Growing up as the youngest of four and under divorced parents, I’ve always fought the battle of never feeling understood, so I turned to a community of believers who did. God began radically accelerating a ton in my life. Testimonies of healings, provision, and revelations of Jesus were rising not only in my heart, but in the community I was running with. Little did I realize, I neglected my family along the way, because my constant efforts to share about what God was doing, just translated to gibberish. It seemed that even when stepping out in faith to share with them, my words fell to the ground. Through the times I was with my family, my mind never was, and it showed.
The biggest fight that was raging in my heart as I pressed into prayer for my family was against time.

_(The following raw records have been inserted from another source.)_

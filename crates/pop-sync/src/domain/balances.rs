// SPDX-License-Identifier: GPL-3.0

//! Balance subscriptions of an account on a chain.

use super::RemoteSubscription;
use crate::{
	chain::{AssetType, ChainModel},
	events::EventCenter,
	handling::{
		AssetsBalanceUpdater, AssetsPalletHandlingFactory, AssetsStorageKind, BalanceContext,
		EquilibriumBalanceUpdater, EquilibriumHandlingFactory, EquilibriumStorageKind,
		NativeStorageKind, NativeTokenHandlingFactory, OrmlStorageKind, OrmlTokenHandlingFactory,
		RoutingHandlingFactory,
	},
	key::{CacheKey, CacheKeyBuilder, LocalStorageKeyFactory},
	path::StoragePath,
	request::{KeyComponent, KeyParam, SubscriptionRequest},
	service::{Completion, RemoteSubscriptionService},
	strings::{keys, storage::pallets},
	transaction::TransactionSubscription,
	types::{AccountId, AssetId, ChainAssetId, SubscriptionId},
};
use scale::Encode;
use std::{collections::BTreeSet, sync::Arc};

/// Requests and handlers covering the balances of a set of assets.
#[derive(Default)]
struct BalancePlan {
	requests: Vec<SubscriptionRequest>,
	router: RoutingHandlingFactory,
	/// Assets with at least one request.
	assets: BTreeSet<AssetId>,
}

impl BalancePlan {
	fn cache_key(&self, prefix: &'static str, account: &AccountId, chain: &ChainModel) -> CacheKey {
		CacheKeyBuilder::new(prefix)
			.account(account)
			.chain(&chain.chain_id)
			.assets(self.assets.iter().copied())
			.paths(self.requests.iter().map(SubscriptionRequest::path))
			.build()
	}
}

/// Subscribes to the balances of an account.
pub struct BalanceRemoteSubscriptionService {
	service: Arc<RemoteSubscriptionService>,
	events: EventCenter,
	local_keys: LocalStorageKeyFactory,
}

impl BalanceRemoteSubscriptionService {
	pub fn new(service: Arc<RemoteSubscriptionService>, events: EventCenter) -> Self {
		Self { service, events, local_keys: LocalStorageKeyFactory }
	}

	pub fn service(&self) -> &Arc<RemoteSubscriptionService> {
		&self.service
	}

	/// Subscribe to the balances of `account` on `chain`.
	///
	/// Returns `None` when none of the assets can be subscribed to.
	///
	/// # Arguments
	/// * `account` - Account to track.
	/// * `chain` - Chain the assets belong to.
	/// * `asset_ids` - Assets to track, all assets of the chain if `None`.
	/// * `transaction` - Notified of the blocks native balances change at.
	/// * `completion` - Receiver of the outcome.
	pub fn attach_to_balances(
		&self,
		account: &AccountId,
		chain: &ChainModel,
		asset_ids: Option<&BTreeSet<AssetId>>,
		transaction: Option<Arc<dyn TransactionSubscription>>,
		completion: Option<Completion>,
	) -> Option<SubscriptionId> {
		self.attach(keys::BALANCES, account, chain, asset_ids, transaction, completion)
			.map(|subscription| subscription.id)
	}

	pub fn detach_from_balances(
		&self,
		id: SubscriptionId,
		account: &AccountId,
		chain: &ChainModel,
		asset_ids: Option<&BTreeSet<AssetId>>,
		completion: Option<Completion>,
	) {
		let cache_key = self.plan(account, chain, asset_ids, None).cache_key(keys::BALANCES, account, chain);
		self.service.detach(&cache_key, id, completion);
	}

	/// Subscribe to the balance of a single asset.
	pub fn attach_to_asset_balance(
		&self,
		account: &AccountId,
		chain: &ChainModel,
		asset_id: AssetId,
		transaction: Option<Arc<dyn TransactionSubscription>>,
		completion: Option<Completion>,
	) -> Option<SubscriptionId> {
		let asset_ids = BTreeSet::from([asset_id]);
		self.attach(keys::ASSET_BALANCE, account, chain, Some(&asset_ids), transaction, completion)
			.map(|subscription| subscription.id)
	}

	pub fn detach_from_asset_balance(
		&self,
		id: SubscriptionId,
		account: &AccountId,
		chain: &ChainModel,
		asset_id: AssetId,
		completion: Option<Completion>,
	) {
		let asset_ids = BTreeSet::from([asset_id]);
		let cache_key = self
			.plan(account, chain, Some(&asset_ids), None)
			.cache_key(keys::ASSET_BALANCE, account, chain);
		self.service.detach(&cache_key, id, completion);
	}

	/// Detach a subscription returned by [`Self::attach`].
	pub(crate) fn detach(&self, subscription: &RemoteSubscription, completion: Option<Completion>) {
		self.service.detach(&subscription.cache_key, subscription.id, completion);
	}

	pub(crate) fn attach(
		&self,
		prefix: &'static str,
		account: &AccountId,
		chain: &ChainModel,
		asset_ids: Option<&BTreeSet<AssetId>>,
		transaction: Option<Arc<dyn TransactionSubscription>>,
		completion: Option<Completion>,
	) -> Option<RemoteSubscription> {
		let plan = self.plan(account, chain, asset_ids, transaction);
		if plan.requests.is_empty() {
			log::debug!("No balances to subscribe to for {account} on {}", chain.chain_id);
			return None;
		}
		let cache_key = plan.cache_key(prefix, account, chain);
		let id = self.service.attach(
			plan.requests,
			&chain.chain_id,
			&cache_key,
			completion,
			Some(Arc::new(plan.router)),
		);
		Some(RemoteSubscription { id, cache_key })
	}

	fn plan(
		&self,
		account: &AccountId,
		chain: &ChainModel,
		asset_ids: Option<&BTreeSet<AssetId>>,
		transaction: Option<Arc<dyn TransactionSubscription>>,
	) -> BalancePlan {
		let context = BalanceContext::new(account.clone(), self.events.clone(), transaction);
		let mut plan = BalancePlan::default();
		let mut equilibrium = Vec::new();
		let selected = chain
			.assets
			.iter()
			.filter(|asset| asset_ids.is_none_or(|ids| ids.contains(&asset.asset_id)));
		for asset in selected {
			let chain_asset_id = chain.chain_asset_id(asset.asset_id);
			let added = match &asset.asset_type {
				AssetType::Native => {
					self.plan_native(&mut plan, account, chain, chain_asset_id, &context);
					true
				},
				AssetType::Orml { currency_id_scale } => self.plan_orml(
					&mut plan,
					account,
					chain,
					chain_asset_id,
					currency_id_scale,
					&context,
				),
				AssetType::Statemine { pallet_name, id } => self.plan_assets(
					&mut plan,
					account,
					chain,
					chain_asset_id,
					pallet_name.as_deref().unwrap_or(pallets::ASSETS),
					id,
					&context,
				),
				AssetType::Equilibrium { id } => {
					equilibrium.push((*id, asset.asset_id));
					true
				},
				AssetType::Evm => {
					log::error!(
						"Balance subscriptions are not supported for {} on {}",
						asset.symbol,
						chain.chain_id
					);
					false
				},
			};
			if added {
				plan.assets.insert(asset.asset_id);
			}
		}
		if !equilibrium.is_empty() {
			self.plan_equilibrium(&mut plan, account, chain, &equilibrium, &context);
		}
		plan
	}

	fn plan_native(
		&self,
		plan: &mut BalancePlan,
		account: &AccountId,
		chain: &ChainModel,
		chain_asset_id: ChainAssetId,
		context: &BalanceContext,
	) {
		let entries = [
			(StoragePath::SYSTEM_ACCOUNT, NativeStorageKind::Account),
			(StoragePath::BALANCES_LOCKS, NativeStorageKind::Locks),
			(StoragePath::BALANCES_HOLDS, NativeStorageKind::Holds),
			(StoragePath::BALANCES_FREEZES, NativeStorageKind::Freezes),
		];
		let mut factory = NativeTokenHandlingFactory::new(chain_asset_id, context.clone());
		let mut local_keys = Vec::with_capacity(entries.len());
		for (path, kind) in entries {
			let local_key = self.local_keys.create_for_account(&path, account, &chain.chain_id);
			factory = factory.with_kind(local_key.clone(), kind);
			plan.requests.push(SubscriptionRequest::map(path, local_key.clone(), KeyParam::from(account)));
			local_keys.push(local_key);
		}
		plan.router.insert_all(local_keys, Arc::new(factory));
	}

	fn plan_orml(
		&self,
		plan: &mut BalancePlan,
		account: &AccountId,
		chain: &ChainModel,
		chain_asset_id: ChainAssetId,
		currency_id_scale: &str,
		context: &BalanceContext,
	) -> bool {
		let currency = KeyParam::Hex(currency_id_scale.to_string());
		let currency_bytes = match currency.raw_bytes() {
			Ok(bytes) => bytes,
			Err(err) => {
				log::error!("Invalid ORML currency of {chain_asset_id}: {err}");
				return false;
			},
		};
		let mut factory = OrmlTokenHandlingFactory::new(chain_asset_id, context.clone());
		let mut local_keys = Vec::with_capacity(2);
		for (path, kind) in [
			(StoragePath::ORML_ACCOUNTS, OrmlStorageKind::Accounts),
			(StoragePath::ORML_LOCKS, OrmlStorageKind::Locks),
		] {
			let local_key = self.local_keys.create(
				&path,
				&[account.as_bytes().to_vec(), currency_bytes.clone()],
				&chain.chain_id,
			);
			factory = factory.with_kind(local_key.clone(), kind);
			plan.requests.push(SubscriptionRequest::double_map(
				path,
				local_key.clone(),
				KeyParam::from(account),
				KeyComponent::identity(currency.clone()),
			));
			local_keys.push(local_key);
		}
		plan.router.insert_all(local_keys, Arc::new(factory));
		true
	}

	#[allow(clippy::too_many_arguments)]
	fn plan_assets(
		&self,
		plan: &mut BalancePlan,
		account: &AccountId,
		chain: &ChainModel,
		chain_asset_id: ChainAssetId,
		pallet: &str,
		asset_id: &str,
		context: &BalanceContext,
	) -> bool {
		let asset = KeyParam::AssetId(asset_id.to_string());
		let encoded_asset = match asset.encode_default() {
			Ok(bytes) => bytes,
			Err(err) => {
				log::error!("Invalid asset id of {chain_asset_id}: {err}");
				return false;
			},
		};
		let account_path = StoragePath::assets_account(pallet);
		let details_path = StoragePath::assets_details(pallet);
		let account_key = self.local_keys.create(
			&account_path,
			&[encoded_asset.clone(), account.as_bytes().to_vec()],
			&chain.chain_id,
		);
		let details_key = self.local_keys.create(&details_path, &[encoded_asset], &chain.chain_id);

		let updater = Arc::new(AssetsBalanceUpdater::new(chain_asset_id, context.clone()));
		let factory = AssetsPalletHandlingFactory::new(updater)
			.with_kind(account_key.clone(), AssetsStorageKind::Account)
			.with_kind(details_key.clone(), AssetsStorageKind::Details);
		plan.requests.push(SubscriptionRequest::double_map(
			account_path,
			account_key.clone(),
			asset.clone(),
			KeyParam::from(account),
		));
		plan.requests.push(SubscriptionRequest::map(details_path, details_key.clone(), asset));
		plan.router.insert_all([account_key, details_key], Arc::new(factory));
		true
	}

	/// One updater covers every equilibrium asset, as all balances share `System.Account`.
	/// `EqBalances.Locked` rides along for the utility asset.
	fn plan_equilibrium(
		&self,
		plan: &mut BalancePlan,
		account: &AccountId,
		chain: &ChainModel,
		assets: &[(u64, AssetId)],
		context: &BalanceContext,
	) {
		let updater = Arc::new(EquilibriumBalanceUpdater::new(
			chain.chain_id.clone(),
			assets.iter().copied().collect(),
			chain.utility_asset().map(|asset| asset.asset_id),
			context.clone(),
		));
		let balances_key =
			self.local_keys.create_for_account(&StoragePath::SYSTEM_ACCOUNT, account, &chain.chain_id);
		let locks_key =
			self.local_keys.create_for_account(&StoragePath::EQUILIBRIUM_LOCKED, account, &chain.chain_id);
		let mut factory = EquilibriumHandlingFactory::new(updater)
			.with_kind(balances_key.clone(), EquilibriumStorageKind::Balances)
			.with_kind(locks_key.clone(), EquilibriumStorageKind::Locks);
		plan.requests.push(SubscriptionRequest::map(
			StoragePath::SYSTEM_ACCOUNT,
			balances_key.clone(),
			KeyParam::from(account),
		));
		plan.requests.push(SubscriptionRequest::map(
			StoragePath::EQUILIBRIUM_LOCKED,
			locks_key.clone(),
			KeyParam::from(account),
		));
		let mut local_keys = vec![balances_key, locks_key];
		for (currency, _) in assets {
			let local_key = self.local_keys.create(
				&StoragePath::EQUILIBRIUM_RESERVED,
				&[account.as_bytes().to_vec(), currency.encode()],
				&chain.chain_id,
			);
			factory = factory.with_kind(local_key.clone(), EquilibriumStorageKind::Reserved(*currency));
			plan.requests.push(SubscriptionRequest::double_map(
				StoragePath::EQUILIBRIUM_RESERVED,
				local_key.clone(),
				KeyParam::from(account),
				KeyParam::U64(*currency),
			));
			local_keys.push(local_key);
		}
		plan.router.insert_all(local_keys, Arc::new(factory));
	}
}

#[cfg(test)]
mod tests {
	use super::*;
	use crate::{
		chain::AssetModel,
		testing::{ALICE, BOB},
		types::ChainId,
	};

	fn asset(asset_id: AssetId, asset_type: AssetType) -> AssetModel {
		AssetModel { asset_id, symbol: format!("A{asset_id}"), enabled: true, asset_type }
	}

	fn chain() -> ChainModel {
		ChainModel {
			chain_id: ChainId::new("asset-hub"),
			name: "Asset Hub".into(),
			assets: vec![
				asset(0, AssetType::Native),
				asset(1, AssetType::Statemine { pallet_name: None, id: "1984".into() }),
				asset(2, AssetType::Orml { currency_id_scale: "0x0001".into() }),
				asset(3, AssetType::Evm),
			],
			is_ethereum_based: false,
		}
	}

	fn service() -> BalanceRemoteSubscriptionService {
		let registry = Arc::new(crate::chain::StaticChainRegistry::new());
		let store = Arc::new(crate::store::MemoryStore::new());
		BalanceRemoteSubscriptionService::new(
			Arc::new(RemoteSubscriptionService::new(
				registry,
				store,
				tokio::runtime::Handle::current(),
			)),
			EventCenter::default(),
		)
	}

	#[tokio::test]
	async fn requests_follow_asset_types() {
		let service = service();
		let plan = service.plan(&AccountId::from(ALICE), &chain(), None, None);

		let paths: Vec<String> = plan.requests.iter().map(|r| r.path().to_string()).collect();
		assert_eq!(
			paths,
			vec![
				"System.Account",
				"Balances.Locks",
				"Balances.Holds",
				"Balances.Freezes",
				"Assets.Account",
				"Assets.Asset",
				"Tokens.Accounts",
				"Tokens.Locks",
			]
		);
		assert_eq!(plan.assets, BTreeSet::from([0, 1, 2]));
		assert_eq!(plan.router.len(), 8);
	}

	#[tokio::test]
	async fn equilibrium_assets_share_the_account_request() {
		let service = service();
		let chain = ChainModel {
			chain_id: ChainId::new("equilibrium"),
			name: "Equilibrium".into(),
			assets: vec![
				asset(0, AssetType::Equilibrium { id: 25_969 }),
				asset(1, AssetType::Equilibrium { id: 6_648_164 }),
			],
			is_ethereum_based: false,
		};

		let plan = service.plan(&AccountId::from(ALICE), &chain, None, None);

		let paths: Vec<String> = plan.requests.iter().map(|r| r.path().to_string()).collect();
		assert_eq!(
			paths,
			vec!["System.Account", "EqBalances.Locked", "EqBalances.Reserved", "EqBalances.Reserved"]
		);
		assert_eq!(plan.assets, BTreeSet::from([0, 1]));
		assert_eq!(plan.router.len(), 4);
	}

	#[tokio::test]
	async fn cache_key_depends_on_assets_and_account() {
		let service = service();
		let chain = chain();
		let alice = AccountId::from(ALICE);
		let key = |account: &AccountId, assets: Option<&BTreeSet<AssetId>>| {
			service.plan(account, &chain, assets, None).cache_key(keys::BALANCES, account, &chain)
		};

		let native = BTreeSet::from([0]);
		let native_and_assets = BTreeSet::from([0, 1]);
		assert_eq!(key(&alice, Some(&native)), key(&alice, Some(&native)));
		assert_ne!(key(&alice, Some(&native)), key(&alice, Some(&native_and_assets)));
		assert_ne!(key(&alice, Some(&native)), key(&AccountId::from(BOB), Some(&native)));
		assert!(key(&alice, None).as_str().starts_with("balances-"));
	}

	#[tokio::test]
	async fn unsupported_assets_only_yield_nothing() {
		let service = service();
		let evm_only = BTreeSet::from([3]);
		let id = service.attach_to_balances(&AccountId::from(ALICE), &chain(), Some(&evm_only), None, None);
		assert!(id.is_none());
	}
}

For so long I would pray and pray and pray, yet I felt like my plea to the Lord, to see my family healed, would echo out into a distance. Time continued on and it was as if nothing changed. I had experienced such a freshness of love, joy, healing, and hope, and I desperately wanted my family to encounter the same. The hardest thing to see is your fragile family struggle in pain right before your eyes, when you hold the very answer—the One—in your heart.
Jesus didn’t constantly poke at the wrongs of people. He simply loved.
In the recent months, I have never seen Jesus move the way He’s been moving in my family, like He is now. Just to encourage and stir the faith of those reading, some things happening with Jesus’ faithfulness written all over them are: one of my sisters is giving church a try again after long years of being hurt by it, my other two sisters are hungry for the Word and are willing to read with me, and my mom asks me questions about Jesus. I mean come on!! All Jesus. God has been so gracious enough to give me an abundance of opportunities to be present with my family. Whether it was sitting in the living room together or going on a snowboarding trip. Big or small. God moved. And somewhere in between all of that, my heart underwent massive transformation. I’ve gained such a huge revelation on the power in being present with people. My family. Just as Jesus chose to be with the lowliest of people—those who couldn’t grasp or comprehend the Love that embraced their pains. It was patient. Jesus didn’t constantly poke at the wrongs of people. He simply loved.
my faith is being strengthened by the truth that Jesus is faithful to our families.
Grace and patience are welling up out of my heart, and my faith is being strengthened by the truth that Jesus is faithful to our families. More than you and I could ever be. There is such a deep anticipation in my spirit for families to rise up out of the ashes. When I envision revival, I see business men, teachers, doctors, and I see whole families saying, “Yes” to the Lord. God is who He says He is and will finish what He has begun. I realized that the enemy wanted so badly for me to be absent from my family, because I am a light. And what fellowship does Light have with darkness? None. I feel like my entire family, along with others, are on the brink of breakthrough! I’m done with letting the enemy toy with our homes. I intend to see healing and salvation come in fullness over our families.
So to those still reading, I encourage you with this:
A present heart speaks measures to those in need.